Canadian Dividend All-Stars – Week of Jan 11
After an eventful year, we start the New Year off with much of the same – considerable uncertainty. Despite the rollout of vaccines, we are still very much in the middle of a pandemic. Cases are at record highs and lockdowns are being extended across the country.
The good news, is that January brings with it some of the most reliable Canadian dividend stocks in the country. Given this, investors should be rewarded with several dividend raises over the next week.
Of note, all figures are in Canadian dollars unless otherwise noted.
Upcoming dividend raises, cuts or suspensions
Canadian Utilities (TSX:CU)
- Current Streak: 49 years
- Current Yield: 5.57%
- Earnings: N/A
What can investors expect:
It is fitting that the year kicks off with Canada’s most prestigious dividend growth company.
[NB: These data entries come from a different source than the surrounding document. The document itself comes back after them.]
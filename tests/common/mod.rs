use std::str::FromStr;

use rentall::{db, structs::NewTenant, structs::Tenant, AppState};
use sqlx::sqlite::{SqliteConnectOptions, SqlitePoolOptions};

/// Builds the full application around `$state`, the same way `main` does.
macro_rules! test_app {
    ($state:expr) => {
        actix_web::test::init_service(
            actix_web::App::new()
                .wrap(
                    actix_session::SessionMiddleware::builder(
                        actix_session::storage::CookieSessionStore::default(),
                        actix_web::cookie::Key::generate(),
                    )
                    .cookie_secure(false)
                    .build(),
                )
                .app_data(actix_web::web::Data::new($state.clone()))
                .configure(rentall::configure)
                .default_service(actix_web::web::to(rentall::routes::default_handler)),
        )
        .await
    };
}

pub async fn state() -> AppState {
    // a single connection keeps every query on the same in-memory database
    let opts = SqliteConnectOptions::from_str("sqlite::memory:")
        .unwrap()
        .foreign_keys(true);
    let pool = SqlitePoolOptions::new()
        .max_connections(1)
        .connect_with(opts)
        .await
        .unwrap();
    db::migrate(&pool).await.unwrap();
    AppState::new(pool)
}

pub async fn tenant(state: &AppState, name: &str, unit: Option<&str>, rent: i64) -> Tenant {
    db::create_tenant(
        state,
        NewTenant {
            full_name: name.to_owned(),
            unit_name: unit.map(str::to_owned),
            rent_amount_kes: rent,
        },
    )
    .await
    .unwrap()
}
use actix_web::{http::StatusCode, HttpResponse, ResponseError};
use serde::Serialize;
use sqlx::{migrate::MigrateError, Error as SqlxError};
use thiserror::Error;

#[derive(Debug, Error)]
pub enum AppError {
    #[error("{0}")]
    Validation(String),

    #[error("{0}")]
    NotFound(String),

    #[error("{0}")]
    Conflict(String),

    #[error("Internal server error")]
    InternalServerError,

    #[error("Database error: {0}")]
    DatabaseError(#[from] SqlxError),

    #[error("Migration error: {0}")]
    MigrateError(#[from] MigrateError),

    #[error("Template error: {0}")]
    TemplateError(#[from] tera::Error),

    #[error("Session error: {0}")]
    SessionError(String),

    #[error("Configuration error: {0}")]
    ConfigError(String),

    #[error("IO error: {0}")]
    IoError(#[from] std::io::Error),
}

impl AppError {
    /// Message safe to show to a user. Server-side failures collapse into a
    /// generic string so database or template details never reach the page.
    pub fn public_message(&self) -> String {
        if self.status_code().is_server_error() {
            AppError::InternalServerError.to_string()
        } else {
            self.to_string()
        }
    }
}

impl ResponseError for AppError {
    fn status_code(&self) -> StatusCode {
        match self {
            AppError::Validation(_) => StatusCode::BAD_REQUEST,
            AppError::NotFound(_) => StatusCode::NOT_FOUND,
            AppError::Conflict(_) => StatusCode::CONFLICT,
            AppError::InternalServerError => StatusCode::INTERNAL_SERVER_ERROR,
            AppError::DatabaseError(_) => StatusCode::INTERNAL_SERVER_ERROR,
            AppError::MigrateError(_) => StatusCode::INTERNAL_SERVER_ERROR,
            AppError::TemplateError(_) => StatusCode::INTERNAL_SERVER_ERROR,
            AppError::SessionError(_) => StatusCode::INTERNAL_SERVER_ERROR,
            AppError::ConfigError(_) => StatusCode::INTERNAL_SERVER_ERROR,
            AppError::IoError(_) => StatusCode::INTERNAL_SERVER_ERROR,
        }
    }

    fn error_response(&self) -> HttpResponse {
        HttpResponse::build(self.status_code()).body(self.public_message())
    }
}

impl From<AppError> for std::io::Error {
    fn from(err: AppError) -> Self {
        std::io::Error::other(err.to_string())
    }
}

#[derive(Serialize)]
struct ErrorBody {
    error: String,
}

/// JSON flavour of [`AppError`] for the `/api` routes: renders `{"error": "..."}`.
#[derive(Debug, Error)]
#[error("{inner}")]
pub struct ApiError {
    inner: AppError,
    server_message: Option<&'static str>,
}

impl ApiError {
    /// Replaces the generic 5xx text with a route-specific message.
    pub fn or_server_message(mut self, message: &'static str) -> Self {
        self.server_message = Some(message);
        self
    }

    fn message(&self) -> String {
        match self.server_message {
            Some(message) if self.status_code().is_server_error() => message.to_owned(),
            _ => self.inner.public_message(),
        }
    }
}

impl ResponseError for ApiError {
    fn status_code(&self) -> StatusCode {
        self.inner.status_code()
    }

    fn error_response(&self) -> HttpResponse {
        HttpResponse::build(self.status_code()).json(ErrorBody {
            error: self.message(),
        })
    }
}

impl From<AppError> for ApiError {
    fn from(inner: AppError) -> Self {
        ApiError {
            inner,
            server_message: None,
        }
    }
}

impl From<SqlxError> for ApiError {
    fn from(err: SqlxError) -> Self {
        ApiError::from(AppError::DatabaseError(err))
    }
}
use std::str::FromStr;

use async_trait::async_trait;
use sqlx::{
    sqlite::{SqliteConnectOptions, SqliteJournalMode},
    SqlitePool,
};

use crate::{
    errors::AppError,
    form::PaymentBackend,
    payment,
    structs::{NewPayment, NewTenant, Payment, PaymentRequest, PaymentSummary, Tenant, Unit},
    AppState,
};

const TENANT_COLUMNS: &str = "SELECT t.id, t.full_name, u.name AS unit_name, t.rent_amount_kes \
     FROM tenants t LEFT JOIN units u ON u.id = t.unit_id";

pub async fn connect(database_url: &str) -> Result<SqlitePool, sqlx::Error> {
    let opts = SqliteConnectOptions::from_str(database_url)?
        .create_if_missing(true)
        .journal_mode(SqliteJournalMode::Wal)
        .foreign_keys(true)
        .read_only(false)
        .busy_timeout(std::time::Duration::from_secs(5));

    SqlitePool::connect_with(opts).await
}

pub async fn migrate(pool: &SqlitePool) -> Result<(), AppError> {
    sqlx::migrate!().run(pool).await?;
    Ok(())
}

pub async fn get_all_tenants(state: &AppState) -> Result<Vec<Tenant>, sqlx::Error> {
    let query = format!("{} ORDER BY t.full_name, t.id", TENANT_COLUMNS);
    let tenants = sqlx::query_as::<_, Tenant>(&query)
        .fetch_all(&state.db_pool)
        .await?;
    log::debug!("Loaded {} tenants", tenants.len());
    Ok(tenants)
}

pub async fn get_tenant_by_id(state: &AppState, id: i64) -> Result<Option<Tenant>, sqlx::Error> {
    let query = format!("{} WHERE t.id = $1", TENANT_COLUMNS);
    sqlx::query_as::<_, Tenant>(&query)
        .bind(id)
        .fetch_optional(&state.db_pool)
        .await
}

/// Returns the unit called `name`, creating it on first use.
pub async fn upsert_unit(state: &AppState, name: &str) -> Result<Unit, sqlx::Error> {
    let now = chrono::Utc::now().to_string();
    sqlx::query_as::<_, Unit>(
        "INSERT INTO units (name, created_at, updated_at) VALUES ($1, $2, $3) \
         ON CONFLICT(name) DO UPDATE SET updated_at = excluded.updated_at RETURNING *",
    )
    .bind(name)
    .bind(&now)
    .bind(&now)
    .fetch_one(&state.db_pool)
    .await
}

pub async fn create_tenant(state: &AppState, new: NewTenant) -> Result<Tenant, AppError> {
    let new = new.validate()?;
    let unit_id = match &new.unit_name {
        Some(name) => Some(upsert_unit(state, name).await?.id),
        None => None,
    };

    let now = chrono::Utc::now().to_string();
    let inserted = sqlx::query_scalar::<_, i64>(
        "INSERT INTO tenants (full_name, unit_id, rent_amount_kes, created_at, updated_at) \
         VALUES ($1, $2, $3, $4, $5) RETURNING id",
    )
    .bind(&new.full_name)
    .bind(unit_id)
    .bind(new.rent_amount_kes)
    .bind(&now)
    .bind(&now)
    .fetch_one(&state.db_pool)
    .await;

    let id = match inserted {
        Ok(id) => id,
        Err(sqlx::Error::Database(e)) if e.is_unique_violation() => {
            let unit = new.unit_name.unwrap_or_default();
            return Err(AppError::Conflict(format!(
                "Unit {} is already assigned to another tenant",
                unit
            )));
        }
        Err(e) => return Err(e.into()),
    };

    let tenant = get_tenant_by_id(state, id)
        .await?
        .ok_or(AppError::InternalServerError)?;
    log::info!("Tenant created: {:?}", tenant);
    Ok(tenant)
}

pub async fn create_payment(state: &AppState, new: &NewPayment) -> Result<Payment, sqlx::Error> {
    let created_at = chrono::Utc::now().to_string();
    let payment = sqlx::query_as::<_, Payment>(
        "INSERT INTO payments (tenant_id, amount_paid, date_paid, notes, created_at) \
         VALUES ($1, $2, $3, $4, $5) RETURNING *",
    )
    .bind(new.tenant_id)
    .bind(new.amount_paid.to_string())
    .bind(new.date_paid.format(payment::DATE_FORMAT).to_string())
    .bind(&new.notes)
    .bind(&created_at)
    .fetch_one(&state.db_pool)
    .await?;
    log::info!("Payment created: {:?}", payment);
    Ok(payment)
}

pub async fn get_recent_payments(
    state: &AppState,
    limit: i64,
) -> Result<Vec<PaymentSummary>, sqlx::Error> {
    sqlx::query_as::<_, PaymentSummary>(
        "SELECT p.id, p.tenant_id, t.full_name, u.name AS unit_name, t.rent_amount_kes, \
                p.amount_paid, p.date_paid, p.notes \
         FROM payments p \
         JOIN tenants t ON t.id = p.tenant_id \
         LEFT JOIN units u ON u.id = t.unit_id \
         ORDER BY p.date_paid DESC, p.id DESC \
         LIMIT $1",
    )
    .bind(limit)
    .fetch_all(&state.db_pool)
    .await
}

#[async_trait]
impl PaymentBackend for AppState {
    async fn list_tenants(&self) -> Result<Vec<Tenant>, AppError> {
        Ok(get_all_tenants(self).await?)
    }

    async fn record_payment(&self, request: PaymentRequest) -> Result<Payment, AppError> {
        let new = request.validate()?;
        if get_tenant_by_id(self, new.tenant_id).await?.is_none() {
            return Err(AppError::NotFound("Tenant not found".into()));
        }
        Ok(create_payment(self, &new).await?)
    }
}
//! OS keyring access for the collective API key
//! The identity file is the fallback when no keyring is available

use anyhow::{Context, Result};

const SERVICE_NAME: &str = "collective-memory";
const API_KEY_USERNAME: &str = "collective-api-key";

/// Store the API key in the OS keyring
pub fn set_api_key(key: &str) -> Result<()> {
    let entry = keyring::Entry::new(SERVICE_NAME, API_KEY_USERNAME)
        .context("Keyring unavailable")?;
    entry.set_password(key).context("Failed to store API key in keyring")?;
    Ok(())
}

/// API key from the OS keyring, if one is stored
pub fn get_api_key() -> Option<String> {
    let entry = keyring::Entry::new(SERVICE_NAME, API_KEY_USERNAME).ok()?;
    entry.get_password()
        .ok()
        .map(|k| k.trim().to_string())
        .filter(|k| !k.is_empty())
}

/// Remove the API key from the OS keyring
pub fn delete_api_key() {
    if let Ok(entry) = keyring::Entry::new(SERVICE_NAME, API_KEY_USERNAME) {
        let _ = entry.delete_credential();
    }
}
Canadian Utilities (TSE:CU) owns the longest dividend growth streak in Canada and is only one year away from becoming Canada’s first (and only) Dividend King!
For those un-initiated, Kings are companies which have a dividend growth streak of at least 50 consecutive years.
The company typically announces a raise to the dividend independent of earnings in early-to-mid-January. After years of 10% annual dividend growth, Canadian Utilities’ dividend growth has slowed in recent years. Last year’s 3% raise continued this downtrend.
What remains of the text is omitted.